Et si vous aviez oublié comment le mot violence peut-être traduit à l'écran, préparez-vous à retrouver la mémoire très rapidement ! La première chose qui saute (gicle ?) aux yeux lors de la vision du long-métrage, c'est bien l'extrême âpreté des assassinats ! Dream Home oscille en permanence entre le gros gore qui tache, décérébré et récréatif, et la brutalité cinglante, objectivement effroyable, quand elle n'est pas tout simplement traumatisante. Ceux qui pensaient avoir vu du lourd avec Watchmen (dont on ne spoilera pas la scène en question pour ceux qui ne l'ont pas vu) vont probablement revoir leurs exigences à la hausse ! Toute cette violence graphique a en outre l'avantage d'être emballée dans une mise en scène très élégante et audacieuse, macabrement éclairée, rappelant forcement un certain cinéma transalpin (d'ailleurs accueilli fraîchement par un certain président de jury de Gérardmer).
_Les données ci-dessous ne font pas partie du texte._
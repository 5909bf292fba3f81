// Copyright (c) 2024-2026 Martin Schröder <info@swedishembedded.com>
//
// SPDX-License-Identifier: Apache-2.0
use std::path::PathBuf;

use clap::Parser;

/// Headless agentic task engine.
///
/// Runs one coding task to completion: streams the model's reply, executes
/// the tools it requests, and loops until the model presents a result or
/// the run is cancelled (Ctrl-C).
#[derive(Debug, Parser)]
#[command(name = "stig", version, about)]
pub struct Cli {
    /// The task to work on.  Omit when using --resume or --list.
    pub task: Option<String>,

    /// Resume a persisted task by id (see --list).
    #[arg(long, value_name = "TASK_ID", conflicts_with = "task")]
    pub resume: Option<String>,

    /// List persisted tasks and exit.
    #[arg(long)]
    pub list: bool,

    /// Config file path (default: ~/.config/stig/config.yaml or $STIG_CONFIG).
    #[arg(long, value_name = "FILE")]
    pub config: Option<PathBuf>,

    /// Workspace root the tools operate on (default: current directory).
    #[arg(long, value_name = "DIR")]
    pub workspace: Option<PathBuf>,

    /// YAML replay-responses file driving the model provider.
    ///
    /// The engine core is provider-agnostic; the bundled provider replays
    /// canned responses, which is what CI runs and demos use.
    #[arg(long, value_name = "FILE", env = "STIG_REPLAY_RESPONSES")]
    pub replay: Option<PathBuf>,

    /// Approve every ask automatically instead of prompting on stdin.
    #[arg(long)]
    pub auto_approve: bool,

    /// Fully autonomous mode: never prompt; fail instead of asking.
    #[arg(long)]
    pub yolo: bool,

    /// Do not persist task state to disk.
    #[arg(long)]
    pub no_persist: bool,

    /// Override the tasks storage directory.
    #[arg(long, value_name = "DIR")]
    pub tasks_dir: Option<PathBuf>,
}
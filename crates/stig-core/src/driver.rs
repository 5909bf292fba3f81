// Copyright (c) 2024-2026 Martin Schröder <info@swedishembedded.com>
//
// SPDX-License-Identifier: Apache-2.0
//! The task driver: owns all task state and runs the outer loop that
//! assembles user content, issues the provider request, decodes and presents
//! the response, and feeds tool results back into the next turn.

use std::path::PathBuf;
use std::sync::Arc;
use std::time::Duration;

use anyhow::{Context, Result};
use futures::StreamExt;
use tokio::sync::mpsc;
use tracing::{debug, info, warn};

use stig_config::Config;
use stig_model::{
    ApiMessage, ChunkStream, ContentBlock, ModelProvider, ProviderError, ProviderErrorKind,
    StreamChunk, UsageChunk,
};
use stig_tools::{
    kind::tool_functions, AutoApprovalController, IgnoreController, ToolContext, ToolExecutor,
    ToolUseBlock,
};

use crate::checkpoint::{CheckpointManager, RestoreMode};
use crate::context::{ContextManager, TruncationStrategy};
use crate::decoder::StreamDecoder;
use crate::environment::{build_environment_details, EnvironmentProvider};
use crate::error::TaskAbort;
use crate::events::EngineEvent;
use crate::focus_chain::FocusChain;
use crate::log::{EntryMeta, MessageLog};
use crate::message::{
    ApiReqInfo, AskKind, AskOutcome, AskResponseKind, CancelReason, SayKind,
};
use crate::persist::{reconcile_transcript_tail, trim_for_resume, TaskStore};
use crate::state::{TaskHandle, TaskState};

const DEFAULT_SYSTEM_PROMPT: &str = "You are a capable software engineering agent. Work on the \
    user's task step by step, using the available tools to read and modify the workspace. Use \
    exactly one tool per message unless told otherwise, wait for its result before continuing, \
    and finish with the attempt_completion tool once the task is done.";

const NO_TOOLS_USED_FEEDBACK: &str = "[ERROR] You did not use a tool in your previous response. \
    Every reply must either use a tool to make progress or use the attempt_completion tool to \
    present the finished result. Retry with a tool use.";

const MISTAKE_GUIDANCE: &str = "The model keeps replying without using any tool. You can provide \
    guidance to get it back on track, or end the task here.";
// Copyright (c) 2024-2026 Martin Schröder <info@swedishembedded.com>
//
// SPDX-License-Identifier: Apache-2.0
pub mod approval;
pub mod executor;
pub mod ignore;
pub mod kind;

pub use approval::AutoApprovalController;
pub use executor::{StaticExecutor, ToolContext, ToolExecutor, ToolOutcome};
pub use ignore::IgnoreController;
pub use kind::{ParamName, ToolKind, ToolUseBlock};
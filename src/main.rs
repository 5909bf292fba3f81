// Copyright (c) 2024-2026 Martin Schröder <info@swedishembedded.com>
//
// SPDX-License-Identifier: Apache-2.0
mod cli;
mod exec;

use std::path::PathBuf;
use std::sync::Arc;

use anyhow::Context;
use clap::Parser;
use tokio::io::{AsyncBufReadExt, BufReader};
use tokio::sync::mpsc;
use tracing_subscriber::EnvFilter;

use cli::Cli;
use exec::HostExecutor;
use stig_core::{
    list_tasks, AskResponse, EngineEvent, EntryKind, NoopCheckpoints, SayKind, StaticEnvironment,
    Task, TaskHandle, TaskOptions, TaskOutcome,
};
use stig_model::{ModelProvider, ReplayProvider};

/// Exit codes: 0 clean, 1 failure, 124 command timeout, 130 cancelled.
const EXIT_FAILURE: i32 = 1;
const EXIT_COMMAND_TIMEOUT: i32 = 124;
const EXIT_CANCELLED: i32 = 130;

#[tokio::main]
async fn main() {
    let code = match run().await {
        Ok(code) => code,
        Err(e) => {
            eprintln!("stig: {e:#}");
            EXIT_FAILURE
        }
    };
    std::process::exit(code);
}

async fn run() -> anyhow::Result<i32> {
    let cli = Cli::parse();
    init_logging();

    let mut config = match &cli.config {
        Some(path) => stig_config::load_from(path)?,
        None => stig_config::load()?,
    };
    if cli.yolo {
        config.engine.yolo_mode = true;
        config.auto_approval.enabled = true;
    }
    if let Some(dir) = &cli.tasks_dir {
        config.storage.tasks_dir = Some(dir.to_string_lossy().into_owned());
    }

    if cli.list {
        let root = config.storage.resolved_tasks_dir();
        for id in list_tasks(&root)? {
            println!("{id}");
        }
        return Ok(0);
    }

    let workspace = match &cli.workspace {
        Some(dir) => dir.clone(),
        None => std::env::current_dir().context("resolving current directory")?,
    };
    let provider: Arc<dyn ModelProvider> = match &cli.replay {
        Some(path) => Arc::new(ReplayProvider::from_file(path)?),
        None => anyhow::bail!(
            "no model provider configured; pass --replay <responses.yaml> \
             (or set STIG_REPLAY_RESPONSES)"
        ),
    };

    let cfg = Arc::new(config);
    let opts = TaskOptions {
        cfg: cfg.clone(),
        provider,
        executor: Arc::new(HostExecutor),
        checkpoints: Some(Arc::new(NoopCheckpoints)),
        environment: Arc::new(StaticEnvironment {
            snapshot: workspace_snapshot(&workspace),
        }),
        workspace_root: workspace,
        system_prompt: None,
        task_id: cli.resume.clone(),
        persist: !cli.no_persist,
    };
    let (mut task, handle, events) = Task::new(opts)?;

    // Ctrl-C cancels the task; the driver unwinds at the next suspension
    // point and records the interruption.
    {
        let handle = handle.clone();
        tokio::spawn(async move {
            if tokio::signal::ctrl_c().await.is_ok() {
                handle.cancel();
            }
        });
    }

    let auto = cli.auto_approve || cli.yolo;
    let ui = tokio::spawn(render_events(events, handle.clone(), auto));

    let outcome = if cli.resume.is_some() {
        task.resume().await?
    } else {
        let text = cli
            .task
            .clone()
            .context("a task is required (or use --resume / --list)")?;
        task.run(&text, Vec::new()).await?
    };

    drop(task);
    let _ = ui.await;

    Ok(match outcome {
        TaskOutcome::Completed => 0,
        TaskOutcome::CommandTimedOut => EXIT_COMMAND_TIMEOUT,
        TaskOutcome::Cancelled => EXIT_CANCELLED,
        TaskOutcome::Failed(msg) => {
            eprintln!("stig: task failed: {msg}");
            EXIT_FAILURE
        }
    })
}

/// Tracing goes to stderr so stdout stays clean for the rendered task
/// output (pipeable into other tools).
fn init_logging() {
    let filter = EnvFilter::try_from_env("STIG_LOG")
        .unwrap_or_else(|_| EnvFilter::new("stig=info,stig_core=info"));
    tracing_subscriber::fmt()
        .with_env_filter(filter)
        .with_writer(std::io::stderr)
        .init();
}

/// A best-effort environment snapshot for headless runs: workspace listing
/// on the first turn, current time, nothing editor-specific.
fn workspace_snapshot(root: &PathBuf) -> stig_core::EnvironmentSnapshot {
    let mut listing = Vec::new();
    if let Ok(entries) = std::fs::read_dir(root) {
        for entry in entries.flatten().take(200) {
            let name = entry.file_name().to_string_lossy().into_owned();
            if name.starts_with('.') {
                continue;
            }
            if entry.path().is_dir() {
                listing.push(format!("{name}/"));
            } else {
                listing.push(name);
            }
        }
    }
    listing.sort();
    stig_core::EnvironmentSnapshot {
        workspace_root: root.clone(),
        now: chrono::Local::now().fixed_offset(),
        file_listing: Some(listing.join("\n")),
        ..Default::default()
    }
}

/// Render engine events to stdout and answer asks from stdin (or
/// automatically when `auto` is set).
async fn render_events(
    mut events: mpsc::Receiver<EngineEvent>,
    handle: Arc<TaskHandle>,
    auto: bool,
) {
    let mut stdin = BufReader::new(tokio::io::stdin()).lines();
    while let Some(event) = events.recv().await {
        match event {
            EngineEvent::Message(entry) => {
                // Partial chunks redraw in place in a richer UI; the
                // headless renderer prints only completed entries.
                if entry.partial || entry.kind != EntryKind::Say {
                    continue;
                }
                let Some(text) = &entry.text else { continue };
                match entry.say {
                    Some(SayKind::Text) => println!("{text}"),
                    Some(SayKind::Reasoning) => eprintln!("[thinking] {text}"),
                    Some(SayKind::Tool) => println!("[tool] {text}"),
                    Some(SayKind::Error) => eprintln!("[error] {text}"),
                    Some(SayKind::CompletionResult) => println!("\n{text}"),
                    Some(SayKind::UserFeedback) => println!("[you] {text}"),
                    _ => {}
                }
            }
            EngineEvent::AskPending { kind, text, .. } => {
                if auto {
                    handle.respond(AskResponse::approved());
                    continue;
                }
                if let Some(text) = &text {
                    eprintln!("[{kind:?}] {text}");
                }
                eprintln!("approve? [y]es / [n]o / free-form feedback:");
                match stdin.next_line().await {
                    Ok(Some(line)) => {
                        let line = line.trim().to_string();
                        let response = match line.as_str() {
                            "" | "y" | "yes" => AskResponse::approved(),
                            "n" | "no" => AskResponse::rejected(),
                            _ => AskResponse::message(line),
                        };
                        handle.respond(response);
                    }
                    _ => handle.respond(AskResponse::rejected()),
                }
            }
            EngineEvent::TaskCompleted { .. } => {}
            EngineEvent::Aborted { .. } => eprintln!("[cancelled]"),
            _ => {}
        }
    }
}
Les premières minutes du film sont à ce titre époustouflantes de maîtrise, shootant une mise à mort d'une cruauté glaçante, jusqu'au-boutiste et, surtout, crédible...
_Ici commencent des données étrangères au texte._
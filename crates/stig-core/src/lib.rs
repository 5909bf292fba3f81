// Copyright (c) 2024-2026 Martin Schröder <info@swedishembedded.com>
//
// SPDX-License-Identifier: Apache-2.0
pub mod checkpoint;
pub mod context;
pub mod decoder;
pub mod driver;
pub mod environment;
pub mod error;
pub mod events;
pub mod focus_chain;
pub mod log;
pub mod message;
pub mod parser;
pub mod persist;
mod presenter;
pub mod state;

pub use checkpoint::{CheckpointManager, NoopCheckpoints, RestoreMode};
pub use context::{ContextManager, ContextState, TruncationStrategy};
pub use decoder::StreamDecoder;
pub use driver::{Task, TaskOptions, TaskOutcome};
pub use environment::{
    build_environment_details, EnvironmentProvider, EnvironmentSnapshot, StaticEnvironment,
    TerminalSnapshot,
};
pub use error::TaskAbort;
pub use events::EngineEvent;
pub use focus_chain::FocusChain;
pub use log::{EntryMeta, MessageLog, RestorePoint};
pub use message::{
    ApiReqInfo, AskKind, AskOutcome, AskResponse, AskResponseKind, CancelReason, DisplayEntry,
    EntryKind, SayKind,
};
pub use parser::{clean_text_for_display, parse_assistant_message, AssistantBlock, TextBlock};
pub use persist::{list_tasks, reconcile_transcript_tail, trim_for_resume, TaskStore};
pub use state::{TaskHandle, TaskState};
Mais il serait trop facile de réduire Dream Home à un vulgaire splatter lambda, puisque Pang Ho-Cheung réussit à se servir de ces excès pour soutenir une critique cynique sur l'évolution de la société hongkongaise, en pleine autodestruction depuis sa rétrocession à la Chine en 1997. L'utilisation d'une narration éclatée, où s'entrecroisent passé et présent, accompagne une héroïne malmenée par une vie mouvementée mais fatalement banale, prête à tout (et c'est le moins qu'on puisse dire) pour réaliser ses rêves d'enfant. Personnage hautement symbolique, cristallisant la mutation d'une société balançant progressivement tous ses principes aux chiottes, Josie Ho apparaît d'autant plus emblématique qu'elle n'est jamais présentée comme une psychopathe brisée par la vie (contrairement au Halloween de Rob Zombie). Pang Ho-Cheung préfère prendre à contre-pied ses spectateurs en esquivant les obligatoires circonstances atténuantes. Le procédé est effroyable mais diablement efficace, et téléporte en douceur le spectateur dans la peau du personnage, débordé par ses multiples boulots, sa vie sentimentale claudicante et écrasée par des spéculations immobilières hors de tout contrôle. N'est-ce pas là la vie de Monsieur Tout-le-monde ? L'héroïne de Dream Home n'est au final que notre reflet dans le miroir, un individu soit-disant civilisé qui n'aurait pas perdu l'esprit, bien au contraire, mais se serait parfaitement adapté aux lois de notre société matérialiste et carnassière ; une évolution logique et aboutie de ce que l'égocentrisme moderne peu engendrer. Dream Home navigue entre deux-eaux et traîne derrière lui quelques spécificités qui pourront sembler aller à l'encontre des avides de trash, mais il s'impose malgré tout comme Le slasher (social ?) de l'année. Ni plus, ni moins !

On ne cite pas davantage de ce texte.